Exactly the lines from the start of the data below through the line containing "use async_trait::async_trait;" must be returned, and no others.

**** Exercise material

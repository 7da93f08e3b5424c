//! `PostgreSQL` entity store implementation for task tracking.

use super::{
    models::{
        NewProjectRow, NewTaskRow, NewUserRow, ProjectChangeset, ProjectRow, TaskChangeset,
        TaskRow, UserRow,
    },
    schema::{projects, tasks, users},
};
use crate::config::StoreConfig;
use crate::task::{
    domain::{
        Email, NewProject, NewTask, NewUser, Page, Project, ProjectId, SortDirection, Task,
        TaskFilter, TaskId, TaskQuery, TaskSort, TaskSortField, User, UserId,
    },
    ports::{TaskStore, TaskStoreError, TaskStoreResult, TaskStoreTransaction},
};
use async_trait::async_trait;
use diesel::pg::{Pg, PgConnection};
use diesel::prelude::*;
use diesel::r2d2::{ConnectionManager, Pool};
use diesel::result::{DatabaseErrorInformation, DatabaseErrorKind, Error as DieselError};
use diesel_migrations::{EmbeddedMigrations, MigrationHarness, embed_migrations};
use std::sync::Arc;
use tracing::{debug, info};

/// `PostgreSQL` connection pool type used by task adapters.
pub type TaskPgPool = Pool<ConnectionManager<PgConnection>>;

/// Schema migrations bundled with the crate.
pub const MIGRATIONS: EmbeddedMigrations = embed_migrations!("migrations");

const USERS_EMAIL_UNIQUE: &str = "users_email_unique";

/// `PostgreSQL`-backed entity store.
#[derive(Debug, Clone)]
pub struct PostgresTaskStore {
    pool: TaskPgPool,
}

impl PostgresTaskStore {
    /// Creates a new store from a `PostgreSQL` connection pool.
    #[must_use]
    pub const fn new(pool: TaskPgPool) -> Self {
        Self { pool }
    }

    /// Builds a connection pool from configuration.
    ///
    /// # Errors
    ///
    /// Returns [`TaskStoreError::Persistence`] when the pool cannot be built.
    pub fn connect(config: &StoreConfig) -> TaskStoreResult<Self> {
        let manager = ConnectionManager::<PgConnection>::new(config.database_url());
        let pool = Pool::builder()
            .max_size(config.max_pool_size())
            .connection_timeout(config.connection_timeout())
            .build(manager)
            .map_err(TaskStoreError::persistence)?;
        Ok(Self::new(pool))
    }

    /// Applies pending schema migrations, returning how many ran.
    ///
    /// # Errors
    ///
    /// Returns [`TaskStoreError::Persistence`] when a connection cannot be
    /// obtained or a migration fails.
    pub fn run_migrations(&self) -> TaskStoreResult<usize> {
        let mut pooled = self.pool.get().map_err(TaskStoreError::persistence)?;
        let connection: &mut PgConnection = &mut pooled;
        let applied = connection
            .run_pending_migrations(MIGRATIONS)
            .map_err(|err| TaskStoreError::Persistence(Arc::from(err)))?;
        for version in &applied {
            info!(%version, "applied migration");
        }
        Ok(applied.len())
    }
}

/// Failure inside a Diesel transaction: either the unit of work refused,
/// or the database did.
enum TransactionFailure<E> {
    Work(E),
    Database(DieselError),
}

impl<E> From<DieselError> for TransactionFailure<E> {
    fn from(err: DieselError) -> Self {
        Self::Database(err)
    }
}

impl<E: From<TaskStoreError>> TransactionFailure<E> {
    fn into_caller_error(self) -> E {
        match self {
            Self::Work(err) => err,
            Self::Database(err) => E::from(TaskStoreError::persistence(err)),
        }
    }
}

#[async_trait]
impl TaskStore for PostgresTaskStore {
    async fn transact<T, E, F>(&self, work: F) -> Result<T, E>
    where
        F: FnOnce(&mut dyn TaskStoreTransaction) -> Result<T, E> + Send + 'static,
        T: Send + 'static,
        E: From<TaskStoreError> + Send + 'static,
    {
        let pool = self.pool.clone();
        tokio::task::spawn_blocking(move || {
            let mut pooled = pool
                .get()
                .map_err(|err| E::from(TaskStoreError::persistence(err)))?;
            let connection: &mut PgConnection = &mut pooled;
            connection
                .transaction::<T, TransactionFailure<E>, _>(|tx| {
                    let mut unit = PgTransaction { connection: tx };
                    work(&mut unit).map_err(TransactionFailure::Work)
                })
                .map_err(TransactionFailure::into_caller_error)
        })
        .await
        .map_err(|err| E::from(TaskStoreError::persistence(err)))?
    }
}

/// Unit of work bound to one open database transaction.
struct PgTransaction<'c> {
    connection: &'c mut PgConnection,
}

impl TaskStoreTransaction for PgTransaction<'_> {
    fn find_user(&mut self, id: UserId) -> TaskStoreResult<Option<User>> {
        let connection = &mut *self.connection;
        users::table
            .find(id.value())
            .select(UserRow::as_select())
            .first::<UserRow>(connection)
            .optional()
            .map_err(TaskStoreError::persistence)?
            .map(User::try_from)
            .transpose()
    }

    fn find_user_by_email(&mut self, email: &Email) -> TaskStoreResult<Option<User>> {
        let connection = &mut *self.connection;
        users::table
            .filter(users::email.eq(email.as_str()))
            .select(UserRow::as_select())
            .first::<UserRow>(connection)
            .optional()
            .map_err(TaskStoreError::persistence)?
            .map(User::try_from)
            .transpose()
    }

    fn insert_user(&mut self, user: NewUser) -> TaskStoreResult<User> {
        let connection = &mut *self.connection;
        let row = NewUserRow::from(&user);
        let id = diesel::insert_into(users::table)
            .values(&row)
            .returning(users::id)
            .get_result::<i64>(connection)
            .map_err(|err| match err {
                DieselError::DatabaseError(DatabaseErrorKind::UniqueViolation, ref info)
                    if is_constraint(info.as_ref(), USERS_EMAIL_UNIQUE) =>
                {
                    TaskStoreError::DuplicateEmail(user.email.clone())
                }
                _ => map_write_error(err),
            })?;
        Ok(User::from_persisted(
            UserId::new(id),
            user.email,
            user.role,
            user.credential_hash,
        ))
    }

    fn find_project(&mut self, id: ProjectId) -> TaskStoreResult<Option<Project>> {
        let connection = &mut *self.connection;
        projects::table
            .find(id.value())
            .select(ProjectRow::as_select())
            .first::<ProjectRow>(connection)
            .optional()
            .map_err(TaskStoreError::persistence)?
            .map(Project::try_from)
            .transpose()
    }

    fn list_projects(&mut self) -> TaskStoreResult<Vec<Project>> {
        let connection = &mut *self.connection;
        let rows = projects::table
            .order(projects::id.asc())
            .select(ProjectRow::as_select())
            .load::<ProjectRow>(connection)
            .map_err(TaskStoreError::persistence)?;
        rows.into_iter().map(Project::try_from).collect()
    }

    fn insert_project(&mut self, project: NewProject) -> TaskStoreResult<Project> {
        let connection = &mut *self.connection;
        let row = NewProjectRow::from(&project);
        let id = diesel::insert_into(projects::table)
            .values(&row)
            .returning(projects::id)
            .get_result::<i64>(connection)
            .map_err(map_write_error)?;
        Ok(project.into_project(ProjectId::new(id)))
    }

    fn save_project(&mut self, project: &Project) -> TaskStoreResult<()> {
        let connection = &mut *self.connection;
        let updated = diesel::update(projects::table.find(project.id().value()))
            .set(&ProjectChangeset::from(project))
            .execute(connection)
            .map_err(map_write_error)?;
        require_affected(updated, project.id())
    }

    fn delete_project(&mut self, id: ProjectId) -> TaskStoreResult<()> {
        let connection = &mut *self.connection;
        let deleted = diesel::delete(projects::table.find(id.value()))
            .execute(connection)
            .map_err(TaskStoreError::persistence)?;
        require_affected(deleted, id)
    }

    fn find_task(&mut self, id: TaskId) -> TaskStoreResult<Option<Task>> {
        let connection = &mut *self.connection;
        tasks::table
            .find(id.value())
            .select(TaskRow::as_select())
            .first::<TaskRow>(connection)
            .optional()
            .map_err(TaskStoreError::persistence)?
            .map(Task::try_from)
            .transpose()
    }

    fn find_tasks(&mut self, query: &TaskQuery) -> TaskStoreResult<Page<Task>> {
        let connection = &mut *self.connection;
        let request = query.page();
        let limit = i64::from(request.size());
        let offset = i64::try_from(request.offset()).map_err(TaskStoreError::persistence)?;
        debug!(
            filters = query.filters().len(),
            page = request.page(),
            size = request.size(),
            "loading task page"
        );

        let total = filtered_tasks(query)
            .count()
            .get_result::<i64>(connection)
            .map_err(TaskStoreError::persistence)?;
        let rows = ordered(filtered_tasks(query), query.effective_sort())
            .select(TaskRow::as_select())
            .limit(limit)
            .offset(offset)
            .load::<TaskRow>(connection)
            .map_err(TaskStoreError::persistence)?;

        let items = rows
            .into_iter()
            .map(Task::try_from)
            .collect::<TaskStoreResult<Vec<_>>>()?;
        let total_count = u64::try_from(total).map_err(TaskStoreError::persistence)?;
        Ok(Page::new(items, total_count, request))
    }

    fn insert_task(&mut self, task: NewTask) -> TaskStoreResult<Task> {
        let connection = &mut *self.connection;
        let row = NewTaskRow::from(&task);
        let id = diesel::insert_into(tasks::table)
            .values(&row)
            .returning(tasks::id)
            .get_result::<i64>(connection)
            .map_err(map_write_error)?;
        Ok(task.into_task(TaskId::new(id)))
    }

    fn save_task(&mut self, task: &Task) -> TaskStoreResult<()> {
        let connection = &mut *self.connection;
        let updated = diesel::update(tasks::table.find(task.id().value()))
            .set(&TaskChangeset::from(task))
            .execute(connection)
            .map_err(map_write_error)?;
        require_affected(updated, task.id())
    }

    fn delete_task(&mut self, id: TaskId) -> TaskStoreResult<()> {
        let connection = &mut *self.connection;
        let deleted = diesel::delete(tasks::table.find(id.value()))
            .execute(connection)
            .map_err(TaskStoreError::persistence)?;
        require_affected(deleted, id)
    }
}

/// Builds the AND-joined filter predicate for a task query.
fn filtered_tasks(query: &TaskQuery) -> tasks::BoxedQuery<'static, Pg> {
    query
        .filters()
        .iter()
        .fold(tasks::table.into_boxed(), |boxed, filter| match *filter {
            TaskFilter::Project(project_id) => {
                boxed.filter(tasks::project_id.eq(project_id.value()))
            }
            TaskFilter::Status(status) => boxed.filter(tasks::status.eq(status.as_str())),
            TaskFilter::Priority(priority) => boxed.filter(tasks::priority.eq(priority.as_str())),
        })
}

/// Applies the requested ordering, breaking ties by identity.
fn ordered(
    boxed: tasks::BoxedQuery<'static, Pg>,
    sort: TaskSort,
) -> tasks::BoxedQuery<'static, Pg> {
    let sorted = match (sort.field, sort.direction) {
        (TaskSortField::Id, SortDirection::Asc) => return boxed.order(tasks::id.asc()),
        (TaskSortField::Id, SortDirection::Desc) => return boxed.order(tasks::id.desc()),
        (TaskSortField::CreatedAt, SortDirection::Asc) => boxed.order(tasks::created_at.asc()),
        (TaskSortField::CreatedAt, SortDirection::Desc) => boxed.order(tasks::created_at.desc()),
        (TaskSortField::DueDate, SortDirection::Asc) => {
            boxed.order(tasks::due_date.asc().nulls_last())
        }
        (TaskSortField::DueDate, SortDirection::Desc) => {
            boxed.order(tasks::due_date.desc().nulls_last())
        }
    };
    sorted.then_order_by(tasks::id.asc())
}

fn require_affected(rows: usize, identity: impl std::fmt::Display) -> TaskStoreResult<()> {
    if rows == 0 {
        return Err(TaskStoreError::missing_row(identity));
    }
    Ok(())
}

fn map_write_error(err: DieselError) -> TaskStoreError {
    match err {
        DieselError::DatabaseError(DatabaseErrorKind::ForeignKeyViolation, ref info) => {
            TaskStoreError::missing_reference(info.constraint_name().unwrap_or("row"))
        }
        _ => TaskStoreError::persistence(err),
    }
}

fn is_constraint(info: &dyn DatabaseErrorInformation, constraint: &str) -> bool {
    info.constraint_name().is_some_and(|name| name == constraint)
}
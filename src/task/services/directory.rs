//! Service layer for user registration and lookup.

use super::error::EntityRef;
use crate::task::{
    domain::{Email, NewUser, Role, TaskDomainError, User, UserId},
    ports::{TaskStore, TaskStoreError},
};
use std::sync::Arc;
use thiserror::Error;
use tracing::{info, warn};

/// Request payload for registering a user.
///
/// The credential hash is produced by the caller and stored opaquely.
#[derive(Debug, Clone, PartialEq, Eq)]
pub struct RegisterUserRequest {
    email: String,
    role: Role,
    credential_hash: String,
}

impl RegisterUserRequest {
    /// Creates a registration request.
    #[must_use]
    pub fn new(email: impl Into<String>, role: Role, credential_hash: impl Into<String>) -> Self {
        Self {
            email: email.into(),
            role,
            credential_hash: credential_hash.into(),
        }
    }
}

/// Service-level errors for user directory operations.
#[derive(Debug, Error)]
pub enum UserDirectoryError {
    /// The user does not exist.
    #[error("{0} not found")]
    NotFound(EntityRef),
    /// Another user already has the email address.
    #[error("email address already registered: {0}")]
    DuplicateEmail(Email),
    /// Request input failed domain validation.
    #[error(transparent)]
    Validation(#[from] TaskDomainError),
    /// Entity store operation failed.
    #[error(transparent)]
    Store(TaskStoreError),
}

impl From<TaskStoreError> for UserDirectoryError {
    fn from(err: TaskStoreError) -> Self {
        match err {
            TaskStoreError::DuplicateEmail(email) => Self::DuplicateEmail(email),
            other => Self::Store(other),
        }
    }
}

/// Result type for user directory operations.
pub type UserDirectoryResult<T> = Result<T, UserDirectoryError>;

/// User registration and lookup service.
#[derive(Clone)]
pub struct UserDirectoryService<S>
where
    S: TaskStore,
{
    store: Arc<S>,
}

impl<S> UserDirectoryService<S>
where
    S: TaskStore,
{
    /// Creates a new user directory service.
    #[must_use]
    pub const fn new(store: Arc<S>) -> Self {
        Self { store }
    }

    /// Registers a user with a unique email address.
    ///
    /// # Errors
    ///
    /// Returns [`UserDirectoryError::DuplicateEmail`] when the address is
    /// taken and [`UserDirectoryError::Validation`] for a malformed address.
    pub async fn register(&self, request: RegisterUserRequest) -> UserDirectoryResult<User> {
        let email = Email::new(request.email)?;
        let role = request.role;
        let credential_hash = request.credential_hash;

        let result = self
            .store
            .transact(move |tx| -> UserDirectoryResult<User> {
                if tx.find_user_by_email(&email)?.is_some() {
                    return Err(UserDirectoryError::DuplicateEmail(email));
                }
                Ok(tx.insert_user(NewUser {
                    email,
                    role,
                    credential_hash,
                })?)
            })
            .await;

        match &result {
            Ok(user) => info!(user_id = %user.id(), role = user.role().as_str(), "registered user"),
            Err(UserDirectoryError::DuplicateEmail(taken)) => {
                warn!(email = %taken, "registration rejected for duplicate email");
            }
            Err(_) => {}
        }
        result
    }

    /// Retrieves a user by identity.
    ///
    /// # Errors
    ///
    /// Returns [`UserDirectoryError::NotFound`] when the user does not exist.
    pub async fn find_user(&self, id: UserId) -> UserDirectoryResult<User> {
        self.store
            .transact(move |tx| -> UserDirectoryResult<User> {
                tx.find_user(id)?
                    .ok_or(UserDirectoryError::NotFound(EntityRef::User(id)))
            })
            .await
    }

    /// Retrieves a user by email address.
    ///
    /// Returns `Ok(None)` when no user has the address.
    ///
    /// # Errors
    ///
    /// Returns [`UserDirectoryError::Validation`] for a malformed address.
    pub async fn find_by_email(&self, email: &str) -> UserDirectoryResult<Option<User>> {
        let normalized = Email::new(email)?;
        self.store
            .transact(move |tx| -> UserDirectoryResult<Option<User>> {
                Ok(tx.find_user_by_email(&normalized)?)
            })
            .await
    }
}
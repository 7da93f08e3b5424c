//! Service layer for project management.

use super::error::EntityRef;
use crate::task::{
    domain::{
        Actor, DenialReason, DetailChange, NewProject, Project, ProjectDetails, ProjectId,
        TaskDomainError, access,
    },
    ports::{TaskStore, TaskStoreError, TaskStoreTransaction},
};
use mockable::Clock;
use std::sync::Arc;
use thiserror::Error;
use tracing::{info, warn};

/// Name and description supplied when creating or editing a project.
#[derive(Debug, Clone, PartialEq, Eq)]
pub struct ProjectRequest {
    name: String,
    description: Option<String>,
}

impl ProjectRequest {
    /// Creates a request with the project name and no description.
    #[must_use]
    pub fn new(name: impl Into<String>) -> Self {
        Self {
            name: name.into(),
            description: None,
        }
    }

    /// Sets the project description.
    #[must_use]
    pub fn with_description(mut self, description: impl Into<String>) -> Self {
        self.description = Some(description.into());
        self
    }

    fn into_details(self) -> Result<ProjectDetails, TaskDomainError> {
        ProjectDetails::new(self.name, self.description)
    }
}

/// Service-level errors for project operations.
#[derive(Debug, Error)]
pub enum ProjectServiceError {
    /// The project or acting user does not exist.
    #[error("{0} not found")]
    NotFound(EntityRef),
    /// The actor may not perform the action.
    #[error(transparent)]
    AccessDenied(#[from] DenialReason),
    /// Request input failed domain validation.
    #[error(transparent)]
    Validation(#[from] TaskDomainError),
    /// Entity store operation failed.
    #[error(transparent)]
    Store(#[from] TaskStoreError),
}

/// Result type for project service operations.
pub type ProjectServiceResult<T> = Result<T, ProjectServiceError>;

/// Project management service.
#[derive(Clone)]
pub struct ProjectService<S, C>
where
    S: TaskStore,
    C: Clock + Send + Sync + 'static,
{
    store: Arc<S>,
    clock: Arc<C>,
}

impl<S, C> ProjectService<S, C>
where
    S: TaskStore,
    C: Clock + Send + Sync + 'static,
{
    /// Creates a new project service.
    #[must_use]
    pub const fn new(store: Arc<S>, clock: Arc<C>) -> Self {
        Self { store, clock }
    }

    /// Creates a project owned by the actor.
    ///
    /// # Errors
    ///
    /// Returns [`ProjectServiceError::AccessDenied`] when the actor's role or
    /// the stored user's role cannot own projects, [`ProjectServiceError::NotFound`] when the actor
    /// is not a registered user, and [`ProjectServiceError::Validation`] for
    /// an invalid name or description.
    pub async fn create_project(
        &self,
        actor: Actor,
        request: ProjectRequest,
    ) -> ProjectServiceResult<Project> {
        let details = request.into_details()?;
        let clock = Arc::clone(&self.clock);

        let result = self
            .store
            .transact(move |tx| -> ProjectServiceResult<Project> {
                access::can_create_project(actor).into_result()?;
                let owner = tx
                    .find_user(actor.id())?
                    .ok_or(ProjectServiceError::NotFound(EntityRef::User(actor.id())))?;
                // Owners must hold an owning role as stored, not only as claimed.
                access::can_create_project(Actor::from(&owner)).into_result()?;
                let project = tx.insert_project(NewProject::new(details, owner.id(), &*clock))?;
                Ok(project)
            })
            .await;

        match &result {
            Ok(project) => info!(
                project_id = %project.id(),
                owner_id = %project.owner_id(),
                "created project"
            ),
            Err(err) => log_denial(actor, "create project", err),
        }
        result
    }

    /// Retrieves a project by identity.
    ///
    /// # Errors
    ///
    /// Returns [`ProjectServiceError::NotFound`] when the project does not
    /// exist.
    pub async fn get_project(&self, id: ProjectId) -> ProjectServiceResult<Project> {
        self.store
            .transact(move |tx| require_project(tx, id))
            .await
    }

    /// Lists every project in creation order.
    ///
    /// # Errors
    ///
    /// Returns [`ProjectServiceError::Store`] when the store fails.
    pub async fn list_projects(&self) -> ProjectServiceResult<Vec<Project>> {
        self.store
            .transact(|tx| -> ProjectServiceResult<Vec<Project>> { Ok(tx.list_projects()?) })
            .await
    }

    /// Replaces a project's name and description.
    ///
    /// # Errors
    ///
    /// Returns [`ProjectServiceError::NotFound`] for an unknown project,
    /// [`ProjectServiceError::AccessDenied`] when the actor is not the owner,
    /// and [`ProjectServiceError::Validation`] for invalid input.
    pub async fn update_project(
        &self,
        actor: Actor,
        id: ProjectId,
        request: ProjectRequest,
    ) -> ProjectServiceResult<Project> {
        let details = request.into_details()?;
        let clock = Arc::clone(&self.clock);

        let result = self
            .store
            .transact(move |tx| -> ProjectServiceResult<Project> {
                let mut project = require_project(tx, id)?;
                access::can_modify_project(actor, &project, DetailChange::Update).into_result()?;
                project.rename(details, &*clock);
                tx.save_project(&project)?;
                Ok(project)
            })
            .await;

        match &result {
            Ok(project) => info!(project_id = %project.id(), "updated project"),
            Err(err) => log_denial(actor, "update project", err),
        }
        result
    }

    /// Deletes a project and every task it owns.
    ///
    /// # Errors
    ///
    /// Returns [`ProjectServiceError::NotFound`] for an unknown project and
    /// [`ProjectServiceError::AccessDenied`] when the actor is not the owner.
    pub async fn delete_project(&self, actor: Actor, id: ProjectId) -> ProjectServiceResult<()> {
        let result = self
            .store
            .transact(move |tx| -> ProjectServiceResult<()> {
                let project = require_project(tx, id)?;
                access::can_modify_project(actor, &project, DetailChange::Delete).into_result()?;
                tx.delete_project(id)?;
                Ok(())
            })
            .await;

        match &result {
            Ok(()) => info!(project_id = %id, actor_id = %actor.id(), "deleted project"),
            Err(err) => log_denial(actor, "delete project", err),
        }
        result
    }
}

fn require_project(
    tx: &mut dyn TaskStoreTransaction,
    id: ProjectId,
) -> ProjectServiceResult<Project> {
    tx.find_project(id)?
        .ok_or(ProjectServiceError::NotFound(EntityRef::Project(id)))
}

fn log_denial(actor: Actor, action: &'static str, err: &ProjectServiceError) {
    if let ProjectServiceError::AccessDenied(reason) = err {
        warn!(actor_id = %actor.id(), action, %reason, "project action denied");
    }
}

********

Solution to this exercise:
repository 7da93f08e3b5424c
//! `PostgreSQL` entity store implementation for task tracking.

use super::{
    models::{
        NewProjectRow, NewTaskRow, NewUserRow, ProjectChangeset, ProjectRow, TaskChangeset,
        TaskRow, UserRow,
    },
    schema::{projects, tasks, users},
};
use crate::config::StoreConfig;
use crate::task::{
    domain::{
        Email, NewProject, NewTask, NewUser, Page, Project, ProjectId, SortDirection, Task,
        TaskFilter, TaskId, TaskQuery, TaskSort, TaskSortField, User, UserId,
    },
    ports::{TaskStore, TaskStoreError, TaskStoreResult, TaskStoreTransaction},
};
use async_trait::async_trait;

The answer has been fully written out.